Il pezzo di formaggio nella trappola per topi
Il software pirata è diffuso perché gratuito. Ma la vera trappola inizia con il meccanismo stesso di funzionamento degli strumenti di cracking. Tecnicamente, per "craccare" un software commerciale, lo strumento interferisce profondamente con la struttura del codice sorgente, aggirando le barriere di autenticazione del copyright.
Quando gli utenti scaricano ed eseguono questi file di attivazione, spesso questi sono nascosti come file compressi (formati .rar, .zip, .exe o .bat), disabilitando le difese predefinite del sistema operativo Windows o richiedendo agli utenti di disabilitare manualmente le soluzioni antivirus seguendo le istruzioni di cracking fornite.

I ricercatori globali nel campo della sicurezza informatica avvertono spesso che la maggior parte degli strumenti gratuiti per la pirateria software contiene malware sofisticati. Questi sono i "regali" inaspettati che gli utenti di software pirata ricevono.
Secondo le statistiche della società di sicurezza Kaspersky, nel 2025 il numero di attacchi spyware contro le organizzazioni in Vietnam è aumentato del 78,8%, raggiungendo il record di 191.976 incidenti. In media, ogni giorno, oltre 1.520 minacce di spionaggio si annidavano silenziosamente intorno alle aziende vietnamite.
"Le piccole e medie imprese (PMI) in Vietnam sono obiettivi appetibili per le bande criminali specializzate in attacchi informatici. L'errore più grande che commettono gli imprenditori è pensare che le loro dimensioni siano troppo ridotte per essere prese di mira. Quando si verificano danni, il costo per riparare il sistema e recuperare i dati è spesso centinaia di volte superiore al costo di acquisto di licenze software originali", ha osservato il signor Vu.
Consigli per gli utenti vietnamiti
Secondo il direttore di NTS Security, per difendere e proteggere in modo proattivo le risorse digitali dalle continue ondate di attacchi informatici, gli utenti e le aziende vietnamite dovrebbero:
- Elimina i software pirata e crackati, passa a software con licenza legittima oppure scegli alternative open source se il budget è limitato.

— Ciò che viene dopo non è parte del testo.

//! Integration tests for device listing and status toggles.

use http::StatusCode;
use uuid::Uuid;

use crate::helpers::TestApp;

#[tokio::test]
async fn devices_are_listed_by_name_for_a_username() {
    let app = TestApp::new();
    app.seed_active_account("alice", "secret123").await;
    app.login("alice", "secret123", "phone").await;
    app.login("alice", "secret123", "laptop").await;

    let resp = app.request("GET", "/api/devices/alice", None).await;

    assert_eq!(resp.status, StatusCode::OK);
    let names: Vec<&str> = resp.body["data"]
        .as_array()
        .unwrap()
        .iter()
        .map(|d| d["device_name"].as_str().unwrap())
        .collect();
    assert_eq!(names, vec!["laptop", "phone"]);
}

#[tokio::test]
async fn known_account_with_no_devices_is_an_empty_list_not_a_404() {
    let app = TestApp::new();
    app.seed_active_account("alice", "secret123").await;

    let resp = app.request("GET", "/api/devices/alice", None).await;

    assert_eq!(resp.status, StatusCode::OK);
    assert_eq!(resp.body["data"].as_array().unwrap().len(), 0);
}

#[tokio::test]
async fn unknown_username_is_a_404() {
    let app = TestApp::new();

    let resp = app.request("GET", "/api/devices/nobody", None).await;

    assert_eq!(resp.status, StatusCode::NOT_FOUND);
    assert_eq!(resp.body["error"], "ACCOUNT_NOT_FOUND");
}

#[tokio::test]
async fn logout_frees_a_slot_for_a_new_device() {
    let app = TestApp::new();
    let account_id = app.seed_active_account("alice", "secret123").await;
    app.login("alice", "secret123", "phone").await;
    app.login("alice", "secret123", "laptop").await;

    // Deactivate one device.
    let resp = app
        .request(
            "PUT",
            &format!("/api/accounts/{account_id}/devices/phone/status"),
            Some(serde_json::json!({ "active": false })),
        )
        .await;
    assert_eq!(resp.status, StatusCode::OK);
    assert_eq!(resp.body["data"]["is_active"], false);

    // A third device now fits.
    let third = app.login("alice", "secret123", "tablet").await;
    assert_eq!(third.status, StatusCode::OK);

    // The logged-out device stays listed, inactive.
    let list = app.request("GET", "/api/devices/alice", None).await;
    let devices = list.body["data"].as_array().unwrap().clone();
    assert_eq!(devices.len(), 3);
    let phone = devices
        .iter()
        .find(|d| d["device_name"] == "phone")
        .unwrap();
    assert_eq!(phone["is_active"], false);
}

#[tokio::test]
async fn toggling_an_unknown_device_is_a_404() {
    let app = TestApp::new();
    let account_id = app.seed_active_account("alice", "secret123").await;

    let resp = app
        .request(
            "PUT",
            &format!("/api/accounts/{account_id}/devices/ghost/status"),
            Some(serde_json::json!({ "active": false })),
        )
        .await;

    assert_eq!(resp.status, StatusCode::NOT_FOUND);
    assert_eq!(resp.body["error"], "DEVICE_NOT_FOUND");
}

#[tokio::test]
async fn device_routes_reject_unknown_account_ids() {
    let app = TestApp::new();

    let resp = app
        .request(
            "PUT",
            &format!("/api/accounts/{}/devices/phone/status", Uuid::new_v4()),
            Some(serde_json::json!({ "active": true })),
        )
        .await;

    assert_eq!(resp.status, StatusCode::NOT_FOUND);
}
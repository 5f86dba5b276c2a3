//! Access point catalog service.

pub mod service;

pub use service::AccessPointService;
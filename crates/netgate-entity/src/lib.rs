//! # netgate-entity
//!
//! Domain entity models for Netgate. Every struct in this crate
//! represents a database table row or a domain value object. All entities
//! derive `Debug`, `Clone`, `Serialize`, `Deserialize`, and table-backed
//! entities additionally derive `sqlx::FromRow`.

pub mod access_point;
pub mod account;
pub mod device;
pub mod entitlement;

pub use access_point::AccessPoint;
pub use account::{Account, AccountStatus};
pub use device::DeviceSession;
pub use entitlement::Entitlement;
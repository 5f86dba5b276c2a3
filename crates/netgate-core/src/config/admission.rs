//! Device admission configuration.

use serde::{Deserialize, Serialize};

/// Device admission settings.
#[derive(Debug, Clone, Serialize, Deserialize)]
pub struct AdmissionConfig {
    /// Maximum number of concurrently active devices per account.
    #[serde(default = "default_max_active_devices")]
    pub max_active_devices: u32,
    /// Length in bytes of the random session token issued on login.
    /// The token is hex-encoded, so the string is twice this length.
    #[serde(default = "default_token_length")]
    pub token_length_bytes: usize,
}

impl Default for AdmissionConfig {
    fn default() -> Self {
        Self {
            max_active_devices: default_max_active_devices(),
            token_length_bytes: default_token_length(),
        }
    }
}

fn default_max_active_devices() -> u32 {
    2
}

fn default_token_length() -> usize {
    32
}
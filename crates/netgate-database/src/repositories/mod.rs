//! Concrete PostgreSQL repository implementations.

pub mod access_point;
pub mod account;
pub mod device_session;

pub use access_point::AccessPointRepository;
pub use account::AccountRepository;
pub use device_session::DeviceSessionRepository;
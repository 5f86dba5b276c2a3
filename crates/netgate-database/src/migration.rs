//! Database migration runner.

use sqlx::PgPool;
use tracing::info;

use netgate_core::error::{AppError, ErrorKind};

/// Run all pending database migrations.
pub async fn run_migrations(pool: &PgPool) -> Result<(), AppError> {
    info!("Running database migrations...");

    sqlx::migrate!("../../migrations")
        .run(pool)
        .await
        .map_err(|e| {
            AppError::with_source(
                ErrorKind::StoreUnavailable,
                format!("Failed to run migrations: {e}"),
                e,
            )
        })?;

    info!("Database migrations completed successfully");
    Ok(())
}
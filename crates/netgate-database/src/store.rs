//! Store traits abstracting the durable state behind the gateway.
//!
//! The admission controller and the services are injected with these
//! traits rather than concrete backends. Methods that read-then-write
//! related rows (`admit`, `add_used_volume`) are atomic units: the
//! backend must serialize them against other such calls for the same
//! account. Calls touching different accounts may proceed in parallel.

use async_trait::async_trait;
use chrono::{DateTime, Utc};
use serde::{Deserialize, Serialize};
use uuid::Uuid;

use netgate_core::result::AppResult;
use netgate_entity::{AccessPoint, Account, DeviceSession};

/// Result of an atomic device admission attempt.
#[derive(Debug, Clone, Serialize, Deserialize)]
pub enum AdmissionOutcome {
    /// The device was admitted and its session row is active.
    Admitted {
        /// The created or refreshed session row.
        session: DeviceSession,
        /// True when the device was already active (a re-login).
        reused: bool,
    },
    /// The account is at its active-device cap and the device is new.
    /// No state was mutated.
    LimitExceeded {
        /// Active device count observed inside the atomic unit.
        active_count: i64,
    },
}

/// Read and accumulate access to accounts.
#[async_trait]
pub trait AccountStore: Send + Sync + std::fmt::Debug {
    /// Find an account by primary key.
    async fn find_by_id(&self, id: Uuid) -> AppResult<Option<Account>>;

    /// Find an account by username (case-insensitive).
    async fn find_by_username(&self, username: &str) -> AppResult<Option<Account>>;

    /// Atomically add `delta_mb` to the account's used volume and return
    /// the new value. Fails with `AccountNotFound` for unknown ids.
    ///
    /// Concurrent calls for the same account must not lose updates.
    async fn add_used_volume(&self, id: Uuid, delta_mb: f64) -> AppResult<f64>;
}

/// Device session state per account.
#[async_trait]
pub trait DeviceSessionStore: Send + Sync + std::fmt::Debug {
    /// Atomically decide and record admission for (`account_id`,
    /// `device_name`):
    ///
    /// - device already active: refresh `last_seen_at` and admit;
    /// - device new or inactive while the account already has
    ///   `max_active` active devices: refuse without mutating;
    /// - otherwise: create or reactivate the row and admit.
    ///
    /// The count check and the insert/update execute as one atomic unit
    /// per account. Fails with `AccountNotFound` for unknown accounts.
    async fn admit(
        &self,
        account_id: Uuid,
        device_name: &str,
        max_active: u32,
        now: DateTime<Utc>,
    ) -> AppResult<AdmissionOutcome>;

    /// Toggle a device's active flag (explicit logout or re-activation).
    /// Fails with `DeviceNotFound` if no row exists for the pair.
    async fn set_active(
        &self,
        account_id: Uuid,
        device_name: &str,
        active: bool,
        now: DateTime<Utc>,
    ) -> AppResult<DeviceSession>;

    /// List every device session for an account, ordered by
    /// `device_name` ascending. The order is part of the contract.
    async fn list_by_account(&self, account_id: Uuid) -> AppResult<Vec<DeviceSession>>;

    /// Count the account's active device sessions.
    async fn count_active(&self, account_id: Uuid) -> AppResult<i64>;
}

/// Read-only access point catalog.
#[async_trait]
pub trait AccessPointCatalog: Send + Sync + std::fmt::Debug {
    /// List online access points ordered by name.
    async fn list_online(&self) -> AppResult<Vec<AccessPoint>>;
}
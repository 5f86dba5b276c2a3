//! Application state shared across all handlers.

use std::sync::Arc;

use netgate_auth::admission::AdmissionController;
use netgate_core::config::AppConfig;
use netgate_service::{
    AccessPointService, DeviceService, EntitlementService, TrafficService,
};

/// Application state containing all shared dependencies.
///
/// Passed to every Axum handler via `State<AppState>`.
/// All fields are `Arc`-wrapped for cheap cloning across tasks.
#[derive(Debug, Clone)]
pub struct AppState {
    /// Application configuration
    pub config: Arc<AppConfig>,
    /// Login admission controller
    pub admission: Arc<AdmissionController>,
    /// Entitlement reporting service
    pub entitlements: Arc<EntitlementService>,
    /// Device session service
    pub devices: Arc<DeviceService>,
    /// Traffic accumulation service
    pub traffic: Arc<TrafficService>,
    /// Access point catalog service
    pub catalog: Arc<AccessPointService>,
}
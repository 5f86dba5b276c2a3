//! Admission controller — the login flow.

use std::sync::Arc;

use chrono::{DateTime, Utc};
use tracing::{info, warn};
use uuid::Uuid;

use netgate_core::config::AdmissionConfig;
use netgate_core::error::AppError;
use netgate_core::result::AppResult;
use netgate_database::store::{AccountStore, AdmissionOutcome, DeviceSessionStore};
use netgate_entity::{DeviceSession, Entitlement};

use crate::password::PasswordHasher;
use crate::token::TokenGenerator;

/// Result of a successful login.
#[derive(Debug, Clone, serde::Serialize, serde::Deserialize)]
pub struct LoginResult {
    /// Opaque session token. Informational only; never validated later.
    pub token: String,
    /// The authenticated account's id.
    pub account_id: Uuid,
    /// The authenticated account's username.
    pub username: String,
    /// Entitlement snapshot at login time.
    pub entitlement: Entitlement,
    /// The admitted device session.
    pub device: DeviceSession,
}

/// Gates login by account standing and device-slot availability, and
/// records the admitted device as active.
#[derive(Debug, Clone)]
pub struct AdmissionController {
    /// Account lookups.
    accounts: Arc<dyn AccountStore>,
    /// Device session state.
    devices: Arc<dyn DeviceSessionStore>,
    /// Password verification.
    hasher: Arc<PasswordHasher>,
    /// Session token source.
    tokens: TokenGenerator,
    /// Admission settings.
    config: AdmissionConfig,
}

impl AdmissionController {
    /// Creates a new admission controller.
    pub fn new(
        accounts: Arc<dyn AccountStore>,
        devices: Arc<dyn DeviceSessionStore>,
        hasher: Arc<PasswordHasher>,
        config: AdmissionConfig,
    ) -> Self {
        let tokens = TokenGenerator::new(config.token_length_bytes);
        Self {
            accounts,
            devices,
            hasher,
            tokens,
            config,
        }
    }

    /// Performs the complete login flow:
    ///
    /// 1. Look up the account and verify the password
    /// 2. Check account standing
    /// 3. Check the subscription has not expired
    /// 4. Atomic device admission against the store
    /// 5. Issue a session token and return the entitlement snapshot
    ///
    /// Unknown usernames and wrong passwords produce the same error so
    /// usernames cannot be enumerated.
    pub async fn login(
        &self,
        username: &str,
        password: &str,
        device_name: &str,
        now: DateTime<Utc>,
    ) -> AppResult<LoginResult> {
        if device_name.trim().is_empty() {
            return Err(AppError::validation("Device name cannot be empty"));
        }

        // Step 1: Credentials
        let account = match self.accounts.find_by_username(username).await? {
            Some(account) => account,
            None => {
                warn!(username, "Login attempt for unknown username");
                return Err(AppError::invalid_credentials());
            }
        };

        let password_valid = self
            .hasher
            .verify_password(password, &account.password_hash)?;
        if !password_valid {
            warn!(account_id = %account.id, "Login attempt with wrong password");
            return Err(AppError::invalid_credentials());
        }

        // Step 2: Account standing
        if !account.can_login() {
            warn!(
                account_id = %account.id,
                status = %account.status,
                "Login refused: account not active"
            );
            return Err(AppError::account_not_active(&account.status));
        }

        // Step 3: Entitlement gate
        let entitlement = Entitlement::evaluate(&account, now);
        if entitlement.expired {
            warn!(
                account_id = %account.id,
                expiry = %account.expiry_date,
                "Login refused: subscription expired"
            );
            return Err(AppError::subscription_expired());
        }

        // Step 4: Atomic device admission
        let outcome = self
            .devices
            .admit(account.id, device_name, self.config.max_active_devices, now)
            .await?;

        let device = match outcome {
            AdmissionOutcome::Admitted { session, reused } => {
                info!(
                    account_id = %account.id,
                    device_name,
                    reused,
                    "Device admitted"
                );
                session
            }
            AdmissionOutcome::LimitExceeded { active_count } => {
                warn!(
                    account_id = %account.id,
                    device_name,
                    active_count,
                    max = self.config.max_active_devices,
                    "Login refused: device limit exceeded"
                );
                return Err(AppError::device_limit_exceeded(
                    self.config.max_active_devices,
                ));
            }
        };

        // Step 5: Token + snapshot
        Ok(LoginResult {
            token: self.tokens.generate(),
            account_id: account.id,
            username: account.username,
            entitlement,
            device,
        })
    }
}
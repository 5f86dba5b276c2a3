//! Traffic accounting service.

pub mod service;

pub use service::TrafficService;
//! Account entity model.

use chrono::{DateTime, Utc};
use serde::{Deserialize, Serialize};
use sqlx::FromRow;
use uuid::Uuid;

use super::status::AccountStatus;

/// A subscriber account.
///
/// Accounts are provisioned out-of-band. The gateway only reads them and
/// folds reported traffic into `used_volume_mb`; every other field is
/// mutated by external provisioning.
#[derive(Debug, Clone, Serialize, Deserialize, FromRow)]
pub struct Account {
    /// Unique account identifier.
    pub id: Uuid,
    /// Unique login name.
    pub username: String,
    /// Argon2 password hash.
    #[serde(skip_serializing)]
    pub password_hash: String,
    /// Account standing; only `"active"` may log in.
    pub status: AccountStatus,
    /// Total subscription volume in megabytes.
    pub total_volume_mb: f64,
    /// Consumed volume in megabytes. Non-decreasing outside provisioning.
    pub used_volume_mb: f64,
    /// Subscription cutoff date.
    pub expiry_date: DateTime<Utc>,
    /// Nominal subscription length in days, stored independently of
    /// `expiry_date`.
    pub total_days: i32,
    /// When the account was created.
    pub created_at: DateTime<Utc>,
    /// When the account was last updated.
    pub updated_at: DateTime<Utc>,
}

impl Account {
    /// Whether the account's status permits login.
    pub fn can_login(&self) -> bool {
        self.status.is_active()
    }
}
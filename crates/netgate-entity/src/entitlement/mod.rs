//! Entitlement value object and evaluator.

pub mod model;

pub use model::Entitlement;
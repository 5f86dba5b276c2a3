//! # netgate-api
//!
//! HTTP API layer for Netgate built on Axum.
//!
//! Provides the REST endpoints for login admission, entitlement queries,
//! device management, traffic reporting, and the access point catalog,
//! plus the domain-error to HTTP mapping.

pub mod dto;
pub mod error;
pub mod handlers;
pub mod router;
pub mod state;

pub use error::ApiError;
pub use router::build_router;
pub use state::AppState;
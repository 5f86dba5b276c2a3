//! Access point catalog repository implementation.

use async_trait::async_trait;
use sqlx::PgPool;

use netgate_core::error::{AppError, ErrorKind};
use netgate_core::result::AppResult;
use netgate_entity::AccessPoint;

use crate::store::AccessPointCatalog;

/// Repository for the read-only access point catalog.
#[derive(Debug, Clone)]
pub struct AccessPointRepository {
    pool: PgPool,
}

impl AccessPointRepository {
    /// Create a new access point repository.
    pub fn new(pool: PgPool) -> Self {
        Self { pool }
    }
}

#[async_trait]
impl AccessPointCatalog for AccessPointRepository {
    async fn list_online(&self) -> AppResult<Vec<AccessPoint>> {
        sqlx::query_as::<_, AccessPoint>(
            "SELECT * FROM access_points WHERE status = 'online' ORDER BY name ASC",
        )
        .fetch_all(&self.pool)
        .await
        .map_err(|e| {
            AppError::with_source(
                ErrorKind::StoreUnavailable,
                "Failed to list access points",
                e,
            )
        })
    }
}
//! Screen selection.

use std::fmt;
use std::str::FromStr;

use serde::{Deserialize, Serialize};

use crate::error::ValidationError;

#[derive(Debug, Clone, Copy, Default, PartialEq, Eq, Hash, Serialize, Deserialize)]
#[serde(rename_all = "lowercase")]
pub enum View {
    #[default]
    Dashboard,
    Coach,
    Tasks,
    Habits,
    Focus,
    Notes,
}

impl View {
    /// Navigation order.
    pub const ALL: [View; 6] = [
        View::Dashboard,
        View::Coach,
        View::Tasks,
        View::Habits,
        View::Focus,
        View::Notes,
    ];

    pub fn id(self) -> &'static str {
        match self {
            View::Dashboard => "dashboard",
            View::Coach => "coach",
            View::Tasks => "tasks",
            View::Habits => "habits",
            View::Focus => "focus",
            View::Notes => "notes",
        }
    }

    pub fn label(self) -> &'static str {
        match self {
            View::Dashboard => "Dashboard",
            View::Coach => "AI Coach",
            View::Tasks => "Tasks",
            View::Habits => "Habits",
            View::Focus => "Focus Timer",
            View::Notes => "Offline Notes",
        }
    }
}

impl fmt::Display for View {
    fn fmt(&self, f: &mut fmt::Formatter<'_>) -> fmt::Result {
        f.write_str(self.id())
    }
}

impl FromStr for View {
    type Err = ValidationError;

    fn from_str(s: &str) -> Result<Self, Self::Err> {
        let needle = s.trim().to_ascii_lowercase();
        View::ALL
            .into_iter()
            .find(|v| v.id() == needle)
            .ok_or_else(|| ValidationError::InvalidValue {
                field: "view".into(),
                message: format!("unknown view '{s}'"),
            })
    }
}

/// Currently selected view.
#[derive(Debug, Clone, Copy, Default, PartialEq, Eq, Serialize, Deserialize)]
pub struct Router {
    current: View,
}

impl Router {
    pub fn current(&self) -> View {
        self.current
    }

    /// Switch to `view`. Returns the view left behind, or `None` when it was
    /// already selected.
    pub fn navigate(&mut self, view: View) -> Option<View> {
        if self.current == view {
            return None;
        }
        Some(std::mem::replace(&mut self.current, view))
    }
}
//! Property tests for the derived-state rules.

use chrono::NaiveDate;
use lifeboard_core::{compute_stats, FocusTimer, HabitTracker, TaskCategory, TaskStore, TimerMode};
use proptest::prelude::*;

fn date(offset: u32) -> NaiveDate {
    NaiveDate::from_ymd_opt(2026, 1, 1).unwrap() + chrono::Days::new(offset as u64)
}

proptest! {
    #[test]
    fn life_score_follows_completion_ratio(flags in prop::collection::vec(any::<bool>(), 0..40)) {
        let mut tasks = TaskStore::new();
        for (i, done) in flags.iter().enumerate() {
            let id = tasks.add_task(&format!("task {i}"), TaskCategory::Work).unwrap().id.clone();
            if *done {
                tasks.toggle_task(&id);
            }
        }
        let completed = flags.iter().filter(|d| **d).count();
        let stats = compute_stats(&tasks, &HabitTracker::new(), 0, date(0));

        prop_assert_eq!(stats.tasks_completed as usize, completed);
        let ratio = completed as f64 / flags.len().max(1) as f64;
        let expected = (ratio * 40.0 + 40.0 + 20.0).round() as u32;
        prop_assert_eq!(stats.life_score, expected);
        prop_assert!((60..=100).contains(&stats.life_score));
    }

    #[test]
    fn toggling_a_date_twice_is_identity(
        prior in prop::collection::vec(0u32..30, 0..10),
        target in 0u32..30,
    ) {
        let mut habits = HabitTracker::new();
        let id = habits.add_habit("Read").unwrap().id.clone();
        for d in prior {
            habits.toggle_on(&id, date(d));
        }
        let before = habits.get(&id).unwrap().clone();

        habits.toggle_on(&id, date(target));
        habits.toggle_on(&id, date(target));
        let after = habits.get(&id).unwrap();

        prop_assert_eq!(after.streak, before.streak);
        let mut a = after.completed_dates.clone();
        let mut b = before.completed_dates.clone();
        a.sort();
        b.sort();
        prop_assert_eq!(a, b);
    }

    #[test]
    fn completed_dates_never_repeat(toggles in prop::collection::vec(0u32..7, 0..60)) {
        let mut habits = HabitTracker::new();
        let id = habits.add_habit("Walk").unwrap().id.clone();
        for d in toggles {
            habits.toggle_on(&id, date(d));
        }
        let habit = habits.get(&id).unwrap();
        let mut dates = habit.completed_dates.clone();
        dates.sort();
        dates.dedup();
        prop_assert_eq!(dates.len(), habit.completed_dates.len());
    }

    #[test]
    fn reset_restores_full_duration(ticks in 0u32..2000, start_in_break in any::<bool>()) {
        let mode = if start_in_break { TimerMode::Break } else { TimerMode::Focus };
        let mut timer = FocusTimer::new(mode);
        timer.start_at(0);
        for _ in 0..ticks {
            timer.tick();
        }
        timer.reset();
        prop_assert_eq!(timer.time_left(), mode.duration_secs());
        prop_assert!(!timer.is_active());
    }

    #[test]
    fn switch_mode_always_stops_and_loads(ticks in 0u32..400, running in any::<bool>(), to_break in any::<bool>()) {
        let mut timer = FocusTimer::default();
        timer.start_at(0);
        for _ in 0..ticks {
            timer.tick();
        }
        if !running {
            timer.pause_at(0);
        }
        let target = if to_break { TimerMode::Break } else { TimerMode::Focus };
        timer.switch_mode(target);
        prop_assert!(!timer.is_active());
        prop_assert_eq!(timer.mode(), target);
        prop_assert_eq!(timer.time_left(), target.duration_secs());
    }

    #[test]
    fn sync_matches_tick_count(secs in 0u64..1600) {
        let mut synced = FocusTimer::default();
        let mut ticked = FocusTimer::default();
        synced.start_at(0);
        ticked.start_at(0);
        synced.sync_at(secs * 1000);
        for _ in 0..secs {
            ticked.tick();
        }
        prop_assert_eq!(synced.time_left(), ticked.time_left());
        prop_assert_eq!(synced.is_active(), ticked.is_active());
    }
}

#[test]
fn focus_run_of_1500_ticks_ends_inactive() {
    let mut timer = FocusTimer::default();
    assert_eq!(timer.time_left(), 1500);
    timer.toggle();
    for _ in 0..1500 {
        timer.tick();
    }
    assert_eq!(timer.time_left(), 0);
    assert!(!timer.is_active());
}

- Attiva sempre gli aggiornamenti automatici per il tuo sistema operativo (Windows, macOS), le suite per ufficio e altri software specializzati.
- Dotare tutti i sistemi informatici e i dispositivi mobili dei dipendenti di software di sicurezza affidabile e con licenza completa.
- Non basta installare un software di sicurezza e lasciare tutto al caso. Le aziende hanno bisogno di consulenza su come configurarlo per ottenere una protezione ottimale, adattata alle loro specifiche esigenze operative.
- I dati importanti devono essere sottoposti a backup periodico in più versioni e archiviati in posizioni separate, non sulla stessa apparecchiatura operativa.
- Le abitudini degli utenti rappresentano sempre un punto debole fondamentale che gli hacker sfruttano. I dipendenti devono essere formati e consigliati di non cliccare su link sospetti o scaricare allegati da fonti sconosciute.